ACTIVITY: Filter the entries for lines with the word "match".

(Collected data)
▽

//! # Home Page
//!
//! Welcome text, the feature list, and a live readout of the current theme.
//! The only page that listens to a store: it subscribes to the `ThemeStore`
//! on `start()` and drops the subscription on `stop()`.

use std::cell::Cell;
use std::rc::Rc;

use log::info;
use ratatui::Frame;
use ratatui::layout::{Constraint, Layout, Rect};
use ratatui::style::{Modifier, Style};
use ratatui::text::{Line, Span};
use ratatui::widgets::{Block, Paragraph, Wrap};

use crate::core::content::{APP_DESCRIPTION, FEATURES, welcome_message};
use crate::core::lifecycle::{LifecycleError, LifecycleState};
use crate::core::observable::Subscription;
use crate::core::theme::{Theme, ThemeStore};
use crate::tui::component::{Component, Lifecycle};
use crate::tui::components::Page;

pub struct HomePage {
    theme: Rc<ThemeStore>,
    current_theme: Rc<Cell<Theme>>,
    subscription: Option<Subscription>,
    lifecycle: LifecycleState,
    /// Local hour used for the greeting
    hour: u32,
}

impl HomePage {
    pub fn new(theme: Rc<ThemeStore>, hour: u32) -> Self {
        Self {
            theme,
            current_theme: Rc::new(Cell::new(Theme::Light)),
            subscription: None,
            lifecycle: LifecycleState::default(),
            hour,
        }
    }

    pub fn current_theme(&self) -> Theme {
        self.current_theme.get()
    }

    pub fn welcome_message(&self) -> String {
        welcome_message(self.hour)
    }

    pub fn theme_status(&self) -> String {
        format!("Currently using {} theme", self.current_theme())
    }
}

impl Lifecycle for HomePage {
    fn start(&mut self) -> Result<(), LifecycleError> {
        self.lifecycle.activate()?;
        let current_theme = Rc::clone(&self.current_theme);
        self.subscription = Some(self.theme.subscribe(move |theme| current_theme.set(theme)));
        info!("Home page initialized");
        Ok(())
    }

    fn stop(&mut self) -> Result<(), LifecycleError> {
        self.lifecycle.deactivate()?;
        if let Some(mut subscription) = self.subscription.take() {
            subscription.dispose();
        }
        Ok(())
    }
}

impl Page for HomePage {
    fn route(&self) -> &'static str {
        "/home"
    }
}

impl Component for HomePage {
    fn render(&mut self, frame: &mut Frame, area: Rect) {
        let [hero_area, features_area] =
            Layout::vertical([Constraint::Length(6), Constraint::Min(0)]).areas(area);

        let hero = Paragraph::new(vec![
            Line::from(Span::styled(
                self.welcome_message(),
                Style::default().add_modifier(Modifier::BOLD),
            )),
            Line::from(APP_DESCRIPTION),
            Line::from(""),
            Line::from(Span::styled(
                self.theme_status(),
                Style::default().add_modifier(Modifier::ITALIC),
            )),
        ])
        .block(Block::bordered().title(" Welcome "))
        .wrap(Wrap { trim: true });
        frame.render_widget(hero, hero_area);

        let mut lines = Vec::with_capacity(FEATURES.len() * 2 + 2);
        for feature in FEATURES {
            lines.push(Line::from(vec![
                Span::raw(format!("{} ", feature.icon)),
                Span::styled(feature.title, Style::default().add_modifier(Modifier::BOLD)),
            ]));
            lines.push(Line::from(Span::styled(
                format!("   {}", feature.description),
                Style::default().add_modifier(Modifier::DIM),
            )));
        }
        lines.push(Line::from(""));
        lines.push(Line::from(
            "Get started: press 2 for the Dashboard or 3 for your Profile.",
        ));

        let features = Paragraph::new(lines)
            .block(Block::bordered().title(" Features "))
            .wrap(Wrap { trim: false });
        frame.render_widget(features, features_area);
    }
}
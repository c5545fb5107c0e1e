//! # TitleBar Component
//!
//! Top status bar showing the window title and transient status.
//!
//! ## Props-in-Struct Pattern
//!
//! Props are stored as struct fields rather than passed to `render()`, so the
//! bar fits the fixed `Component::render` signature:
//!
//! ```rust,ignore
//! let mut title_bar = TitleBar::new(tui.title(), app.theme.current_theme(), status);
//! title_bar.render(frame, area);
//! ```
//!
//! ## Conditional Formatting
//!
//! 1. **Status message**: `"Home - Learning App | navigation to /x was not completed"`
//! 2. **Default**: `"Home - Learning App"`
//!
//! The theme name is right-aligned and dropped first when space runs out.

use crate::core::theme::Theme;
use crate::tui::component::Component;
use ratatui::Frame;
use ratatui::layout::{Constraint, Layout, Rect};
use ratatui::style::{Modifier, Style};
use ratatui::text::{Line, Span};

/// Top status bar component.
pub struct TitleBar {
    /// Window title as maintained by the router
    pub title: String,
    /// Theme currently applied to the document
    pub theme: Theme,
    /// Status message (e.g. a failed navigation)
    pub status_message: String,
}

impl TitleBar {
    pub fn new(title: String, theme: Theme, status_message: String) -> Self {
        Self {
            title,
            theme,
            status_message,
        }
    }

    fn title_text(&self) -> String {
        if self.status_message.is_empty() {
            self.title.clone()
        } else {
            format!("{} | {}", self.title, self.status_message)
        }
    }
}

impl Component for TitleBar {
    fn render(&mut self, frame: &mut Frame, area: Rect) {
        let theme_text = format!("{} theme ", self.theme);
        let theme_width = theme_text.chars().count() as u16;

        if area.width <= theme_width + 10 {
            frame.render_widget(Span::raw(self.title_text()), area);
            return;
        }

        let [title_area, theme_area] =
            Layout::horizontal([Constraint::Min(0), Constraint::Length(theme_width)]).areas(area);

        frame.render_widget(
            Span::styled(self.title_text(), Style::default().add_modifier(Modifier::BOLD)),
            title_area,
        );
        frame.render_widget(
            Line::from(Span::styled(theme_text, Style::default().add_modifier(Modifier::DIM))),
            theme_area,
        );
    }
}
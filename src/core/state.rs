//! # Application State
//!
//! The composition root. Every process-wide store is built exactly once
//! here and handed to components by `Rc`; nothing looks stores up globally.
//!
//! ```text
//! App
//! ├── config: ResolvedConfig
//! ├── document: Rc<DocumentRoot>         // presentation context
//! ├── router: Rc<Router>                 // routing host
//! ├── theme: Rc<ThemeStore>              // light/dark + persistence
//! └── navigation: Rc<NavigationStore>    // current route + in-flight flag
//! ```

use std::rc::Rc;

use log::{info, warn};

use crate::core::config::ResolvedConfig;
use crate::core::navigation::{HostError, NavigateOptions, NavigationStore, RouterHost};
use crate::core::preference::{ColorSchemePreference, EnvPreference, FixedPreference};
use crate::core::presentation::DocumentRoot;
use crate::core::router::Router;
use crate::core::storage::{FileStore, KeyValueStore, MemoryStore};
use crate::core::theme::ThemeStore;

pub struct App {
    pub config: ResolvedConfig,
    pub document: Rc<DocumentRoot>,
    pub router: Rc<Router>,
    pub theme: Rc<ThemeStore>,
    pub navigation: Rc<NavigationStore>,
}

impl App {
    pub fn new(
        config: ResolvedConfig,
        storage: Rc<dyn KeyValueStore>,
        preference: &dyn ColorSchemePreference,
    ) -> Self {
        let document = Rc::new(DocumentRoot::new());
        let router = Rc::new(Router::with_app_routes(config.navigation_delay));
        let theme = Rc::new(ThemeStore::new(storage, preference, document.clone()));
        let navigation = Rc::new(NavigationStore::new(router.clone()));

        if let Some(forced) = config.startup_theme {
            info!("Applying theme from command line: {}", forced);
            theme.set_theme(forced);
        }

        info!("App composed (theme: {})", theme.current_theme());
        Self {
            config,
            document,
            router,
            theme,
            navigation,
        }
    }

    /// Build the app with the storage and preference sources named by `config`.
    pub fn from_config(config: ResolvedConfig) -> Self {
        let storage: Rc<dyn KeyValueStore> = match &config.storage_path {
            Some(path) => Rc::new(FileStore::open(path)),
            None => {
                warn!("No storage path available, theme will not persist");
                Rc::new(MemoryStore::new())
            }
        };
        let preference: Box<dyn ColorSchemePreference> = match config.system_preference {
            Some(theme) => Box::new(FixedPreference(theme.is_dark())),
            None => Box::new(EnvPreference),
        };
        Self::new(config, storage, preference.as_ref())
    }

    /// The router's initial navigation. Runs through the host directly, the
    /// same way a route change from outside the app would.
    pub async fn bootstrap(&self) -> Result<bool, HostError> {
        let route = self.config.initial_route.clone();
        info!("Initial navigation to {}", route);
        self.router.navigate(&route, &NavigateOptions::default()).await
    }
}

△

COMPLETED TASK:
        let storage: Rc<dyn KeyValueStore> = match &config.storage_path {
        let preference: Box<dyn ColorSchemePreference> = match config.system_preference {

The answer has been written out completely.